I
mean, look at this guy.
That’s
a lotta organic fertilizer!
Anyway,
one of the things that JMD will be doing is assessing what types of things can
grow best in each area that are the best for organic fertilizer (soy, peanuts,
etc.) plus materials with sulfur content, and all the crop and food detritus
that comes from a household. Originally
we had thought that farmers would want to use a mechanized thresher to grind up
all the materials but we learned after a year that they really preferred a
manual method, even making as much as would be needed to fertilize up to 1HA
(2.5 acres) of trees. So JMD has been
altering the plan to suit the specific wishes of the community; we put the
money received for threshers into what are basically weedwackers, one of the
few power tools that they really adore in Aceh Timur, and so useful around
cocoa trees for keeping weeds down and pests off. During this training farmers will also learn
how to make liquid fertilizer that they can spray on the plants as a
pesticide. Some farmers are reporting a
75% loss of beans from pests; we hope to reduce this significantly by the end
of the project.
Just
because the materials are plentiful and cost next to nothing does not mean that
farmers will rush to take this idea to their bosoms. Those farmers who have in the past used
fertilizer buy it, and it is a chemical mix.
It’s fast, lightweight, and no one has (in recent memory) used organic
fertilizer, at least in a mixture that appropriately blends the right
concentrations of the needed ingredients.
So the training will focus not only on how to make the stuff, but the
real, tangible benefits of doing so, so that farmers will a) want to fertilize,
and b) want to do it so that it doesn’t hurt the forest. But saving money is the first carrot. It’s
hard to think about esoteric matters like environmental protection and helping
the world’s oxygen supply when your kids go to bed hungry and a flood has just
taken away all your possessions for the 6th time in as many years.
Staff
just completed a very thorough (and very depressing) baseline survey that
showed that the majority of farmers in Pante Kera had received no assistance,
ever, from the provincial or national government by way of tools, training, or
support in making cocoa economically viable.

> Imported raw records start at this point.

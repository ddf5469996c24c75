//! Daemon configuration

use anyhow::{Context, Result, bail};
use chorus_auth::{AuthConfig, DirectoryUser};
use chorus_protocol::{AclEntry, AclSubject, Permissions};
use chorus_transport::TransportConfig;
use serde::Deserialize;
use std::collections::HashSet;
use std::net::SocketAddr;
use std::path::Path;
use std::time::Duration;

/// Daemon configuration
#[derive(Debug, Clone, Deserialize, Default)]
pub struct DaemonConfig {
    /// Node identity and role
    #[serde(default)]
    pub node: NodeConfig,

    /// Hub link: the hub listens on it, edges dial it
    #[serde(default)]
    pub transport: TransportConfig,

    /// Hub role settings
    #[serde(default)]
    pub hub: HubConfig,

    /// Edge role settings
    #[serde(default)]
    pub edge: EdgeConfig,

    /// Authentication pipeline
    #[serde(default)]
    pub auth: AuthConfig,

    /// Monitoring configuration
    #[serde(default)]
    pub monitoring: MonitoringConfig,
}

impl DaemonConfig {
    /// Load configuration from file
    pub async fn load(path: impl AsRef<Path>) -> Result<Self> {
        let content = tokio::fs::read_to_string(path.as_ref())
            .await
            .with_context(|| format!("reading {}", path.as_ref().display()))?;
        let config: DaemonConfig = toml::from_str(&content)?;
        Ok(config)
    }

    /// Load and merge configuration from file (incremental update)
    pub async fn load_merge(&mut self, path: impl AsRef<Path>) -> Result<()> {
        let content = tokio::fs::read_to_string(path).await?;
        let other: DaemonConfig = toml::from_str(&content)?;
        self.merge(other);
        Ok(())
    }

    /// Merge another config into this one (incremental)
    ///
    /// Rules:
    /// - Scalar values: overwrite if the new value differs from default
    /// - Option values: overwrite if Some
    /// - Users and channels: merge by key; ACL rules are appended
    pub fn merge(&mut self, other: DaemonConfig) {
        // Node
        if other.node.role != NodeRole::default() {
            self.node.role = other.node.role;
        }
        if other.node.id != default_node_id() {
            self.node.id = other.node.id;
        }

        // Hub
        if other.hub.bind.is_some() {
            self.hub.bind = other.hub.bind;
        }
        if other.hub.max_edges != default_max_edges() {
            self.hub.max_edges = other.hub.max_edges;
        }
        if other.hub.heartbeat_timeout_secs != default_heartbeat_timeout() {
            self.hub.heartbeat_timeout_secs = other.hub.heartbeat_timeout_secs;
        }
        if other.hub.snapshot_push_interval_secs != default_snapshot_push_interval() {
            self.hub.snapshot_push_interval_secs = other.hub.snapshot_push_interval_secs;
        }
        for user in other.hub.users {
            if let Some(existing) = self.hub.users.iter_mut().find(|u| u.username == user.username) {
                *existing = user;
            } else {
                self.hub.users.push(user);
            }
        }
        self.hub.acl.extend(other.hub.acl);

        // Edge
        if other.edge.advertise != default_advertise() {
            self.edge.advertise = other.edge.advertise;
        }
        if other.edge.heartbeat_interval_secs != default_heartbeat_interval() {
            self.edge.heartbeat_interval_secs = other.edge.heartbeat_interval_secs;
        }
        if other.edge.max_clients != default_max_clients() {
            self.edge.max_clients = other.edge.max_clients;
        }
        for channel in other.edge.channels {
            if let Some(existing) = self.edge.channels.iter_mut().find(|c| c.id == channel.id) {
                *existing = channel;
            } else {
                self.edge.channels.push(channel);
            }
        }

        // Auth
        if other.auth.backend != AuthConfig::default().backend {
            self.auth.backend = other.auth.backend;
        }
        if other.auth.credential.is_some() {
            self.auth.credential = other.auth.credential;
        }
        if other.auth.user_cache_path.is_some() {
            self.auth.user_cache_path = other.auth.user_cache_path;
        }

        // Monitoring
        if other.monitoring.prometheus_bind != default_prometheus_bind() {
            self.monitoring.prometheus_bind = other.monitoring.prometheus_bind;
        }
    }

    /// Reject settings that cannot work together
    pub fn validate(&self) -> Result<()> {
        if self.node.id.is_empty() {
            bail!("node.id must not be empty");
        }
        self.transport.validate().context("[transport]")?;
        self.auth.validate()?;

        match self.node.role {
            NodeRole::Hub => {
                if self.hub.max_edges == 0 {
                    bail!("hub.max_edges must be positive");
                }
                if self.hub.heartbeat_timeout_secs == 0 {
                    bail!("hub.heartbeat_timeout_secs must be positive");
                }
                if self.hub.snapshot_push_interval_secs == 0 {
                    bail!("hub.snapshot_push_interval_secs must be positive");
                }
                if self.auth.backend == "hub" {
                    bail!("the hub cannot use itself as auth backend");
                }
                self.hub.listen_config(&self.transport)?;
                self.hub.default_permissions()?;
                for rule in &self.hub.acl {
                    rule.to_entry()?;
                }
            }
            NodeRole::Edge => {
                if self.auth.backend == "directory" {
                    bail!("the directory backend only exists on the hub");
                }
                if self.edge.heartbeat_interval_secs == 0 {
                    bail!("edge.heartbeat_interval_secs must be positive");
                }
                self.edge.listen.validate().context("[edge.listen]")?;
                self.edge.validate_channels()?;
            }
        }

        Ok(())
    }
}

#[derive(Debug, Clone, Copy, PartialEq, Eq, Deserialize, Default)]
#[serde(rename_all = "lowercase")]
pub enum NodeRole {
    #[default]
    Hub,
    Edge,
}

#[derive(Debug, Clone, Deserialize)]
pub struct NodeConfig {
    #[serde(default)]
    pub role: NodeRole,

    #[serde(default = "default_node_id")]
    pub id: String,
}

fn default_node_id() -> String {
    "chorus-1".to_string()
}

impl Default for NodeConfig {
    fn default() -> Self {
        Self {
            role: NodeRole::default(),
            id: default_node_id(),
        }
    }
}

/// Hub configuration
#[derive(Debug, Clone, Deserialize)]
pub struct HubConfig {
    /// `host:port` overriding the `[transport]` endpoint for listening
    #[serde(default)]
    pub bind: Option<String>,

    #[serde(default = "default_max_edges")]
    pub max_edges: usize,

    #[serde(default = "default_heartbeat_timeout")]
    pub heartbeat_timeout_secs: u64,

    /// Periodic re-push of the current ACL snapshot
    #[serde(default = "default_snapshot_push_interval")]
    pub snapshot_push_interval_secs: u64,

    /// Permission names granted where no ACL entry applies
    #[serde(default)]
    pub default_permissions: Vec<String>,

    /// User directory for the `directory` auth backend
    #[serde(default)]
    pub users: Vec<DirectoryUser>,

    /// Initial ACL entries
    #[serde(default)]
    pub acl: Vec<AclRule>,
}

fn default_max_edges() -> usize {
    16
}

fn default_heartbeat_timeout() -> u64 {
    30
}

fn default_snapshot_push_interval() -> u64 {
    60
}

impl Default for HubConfig {
    fn default() -> Self {
        Self {
            bind: None,
            max_edges: default_max_edges(),
            heartbeat_timeout_secs: default_heartbeat_timeout(),
            snapshot_push_interval_secs: default_snapshot_push_interval(),
            default_permissions: Vec::new(),
            users: Vec::new(),
            acl: Vec::new(),
        }
    }
}

impl HubConfig {
    pub fn heartbeat_timeout(&self) -> Duration {
        Duration::from_secs(self.heartbeat_timeout_secs)
    }

    pub fn snapshot_push_interval(&self) -> Duration {
        Duration::from_secs(self.snapshot_push_interval_secs)
    }

    /// The hub link settings with `bind` applied
    pub fn listen_config(&self, transport: &TransportConfig) -> Result<TransportConfig> {
        let mut config = transport.clone();
        if let Some(bind) = &self.bind {
            let (host, port) = bind
                .rsplit_once(':')
                .with_context(|| format!("hub.bind {:?} is not host:port", bind))?;
            config.host = host.trim_start_matches('[').trim_end_matches(']').to_string();
            config.port = port
                .parse()
                .with_context(|| format!("hub.bind {:?} has an invalid port", bind))?;
        }
        Ok(config)
    }

    pub fn default_permissions(&self) -> Result<Permissions> {
        if self.default_permissions.is_empty() {
            return Ok(Permissions::DEFAULT);
        }
        parse_permissions(&self.default_permissions)
    }
}

fn parse_permissions(names: &[String]) -> Result<Permissions> {
    let mut permissions = Permissions::NONE;
    for name in names {
        permissions |= Permissions::parse(name).with_context(|| format!("unknown permission {:?}", name))?;
    }
    Ok(permissions)
}

/// One ACL rule as written in configuration
#[derive(Debug, Clone, Deserialize, PartialEq)]
pub struct AclRule {
    /// Omitted for server-wide rules
    #[serde(default)]
    pub channel: Option<u32>,

    /// `everyone`, `group:<name>` or `user:<id>`
    pub subject: String,

    #[serde(default)]
    pub allow: Vec<String>,

    #[serde(default)]
    pub deny: Vec<String>,
}

impl AclRule {
    pub fn to_entry(&self) -> Result<AclEntry> {
        let subject = match self.subject.split_once(':') {
            None if self.subject == "everyone" => AclSubject::Everyone,
            Some(("group", name)) if !name.is_empty() => AclSubject::Group(name.to_string()),
            Some(("user", id)) => AclSubject::User(
                id.parse()
                    .with_context(|| format!("invalid user id in ACL subject {:?}", self.subject))?,
            ),
            _ => bail!("invalid ACL subject {:?}", self.subject),
        };

        Ok(AclEntry {
            channel: self.channel,
            subject,
            allow: parse_permissions(&self.allow)?.0,
            deny: parse_permissions(&self.deny)?.0,
        })
    }
}

/// Edge configuration
#[derive(Debug, Clone, Deserialize)]
pub struct EdgeConfig {
    /// Client-facing address reported to the hub
    #[serde(default = "default_advertise")]
    pub advertise: String,

    #[serde(default = "default_heartbeat_interval")]
    pub heartbeat_interval_secs: u64,

    /// First reconnect delay after the hub link drops; doubles up to the max
    #[serde(default = "default_reconnect_backoff")]
    pub reconnect_backoff_ms: u64,

    #[serde(default = "default_max_reconnect_backoff")]
    pub max_reconnect_backoff_ms: u64,

    #[serde(default = "default_max_clients")]
    pub max_clients: usize,

    /// Client listener
    #[serde(default = "default_client_listen")]
    pub listen: TransportConfig,

    /// Channel tree below the implicit root channel 0
    #[serde(default)]
    pub channels: Vec<ChannelConfig>,
}

fn default_advertise() -> String {
    "127.0.0.1:64738".to_string()
}

fn default_heartbeat_interval() -> u64 {
    10
}

fn default_reconnect_backoff() -> u64 {
    1000
}

fn default_max_reconnect_backoff() -> u64 {
    30_000
}

fn default_max_clients() -> usize {
    1000
}

fn default_client_listen() -> TransportConfig {
    TransportConfig {
        port: 64738,
        ..TransportConfig::default()
    }
}

impl Default for EdgeConfig {
    fn default() -> Self {
        Self {
            advertise: default_advertise(),
            heartbeat_interval_secs: default_heartbeat_interval(),
            reconnect_backoff_ms: default_reconnect_backoff(),
            max_reconnect_backoff_ms: default_max_reconnect_backoff(),
            max_clients: default_max_clients(),
            listen: default_client_listen(),
            channels: Vec::new(),
        }
    }
}

impl EdgeConfig {
    pub fn heartbeat_interval(&self) -> Duration {
        Duration::from_secs(self.heartbeat_interval_secs)
    }

    pub fn reconnect_backoff(&self) -> Duration {
        Duration::from_millis(self.reconnect_backoff_ms)
    }

    pub fn max_reconnect_backoff(&self) -> Duration {
        Duration::from_millis(self.max_reconnect_backoff_ms.max(self.reconnect_backoff_ms))
    }

    fn validate_channels(&self) -> Result<()> {
        let mut ids = HashSet::from([0u32]);
        for channel in &self.channels {
            if !ids.insert(channel.id) {
                bail!("duplicate channel id {}", channel.id);
            }
            if channel.name.is_empty() {
                bail!("channel {} has an empty name", channel.id);
            }
        }
        for channel in &self.channels {
            let parent = channel.parent.unwrap_or(0);
            if !ids.contains(&parent) {
                bail!("channel {} has unknown parent {}", channel.id, parent);
            }
        }
        Ok(())
    }
}

#[derive(Debug, Clone, Deserialize, PartialEq)]
pub struct ChannelConfig {
    pub id: u32,

    /// Defaults to the root channel
    #[serde(default)]
    pub parent: Option<u32>,

    pub name: String,
}

/// Monitoring configuration
#[derive(Debug, Clone, Deserialize)]
pub struct MonitoringConfig {
    /// Prometheus metrics bind address
    #[serde(default = "default_prometheus_bind")]
    pub prometheus_bind: SocketAddr,

    /// Enable Prometheus
    #[serde(default = "default_true")]
    pub prometheus_enabled: bool,
}

fn default_prometheus_bind() -> SocketAddr {
    SocketAddr::from(([0, 0, 0, 0], 9090))
}

fn default_true() -> bool {
    true
}

impl Default for MonitoringConfig {
    fn default() -> Self {
        Self {
            prometheus_bind: default_prometheus_bind(),
            prometheus_enabled: default_true(),
        }
    }
}

#[cfg(test)]
#[path = "config_tests.rs"]
mod tests;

Many women were using regular scissors and dull hunting knives to do
whatever pruning they thought should be done, but really had never had any
training in it.
The
government did, however, plant several small 2-5HA plots of .(wait for it)
rubber trees in Pante Kera, as part of their “reforesting” initiative. Hmmmm . . . I wonder where they got the idea
that this was an environmentally appropriate and helpful crop? Could it have been from the palm and rubber
companies up the road? Remember in my previous post I spoke of the Bumitama
company in palm oil-strangled Kalimantan—its representative said he could not
understand why their workers/indentured farmers did not take advantage of all
the wonderful things the company had done for them—like all those rubber trees
they’d planted for them to tend . . .
Even
though cocoa farming is generations old here, remember that the last generation
was wiped out by the conflict, and for 30 years there has been no one to teach,
no one to be taught, and nowhere to show how to conduct good farming.
The
cocoa fruit is growing now, and farmers are getting ready to harvest, so the
fertilizer will be applied after the harvest; now is a perfect time to learn
how to make organic fertilizer, and all community members can benefit. Whose garden does not need a little
assistance? Staff and the trainer are
expecting about 30 participants in each training, which include all our farmer
beneficiaries. I told them to take lots
of photos.
Here
is a group of some of our newest farmer beneficiaries in their fields.
We’re
going to try and get them to smile for the cameras during this next training,
but as I know very well, the Acehnese have not had very much to smile about
lately.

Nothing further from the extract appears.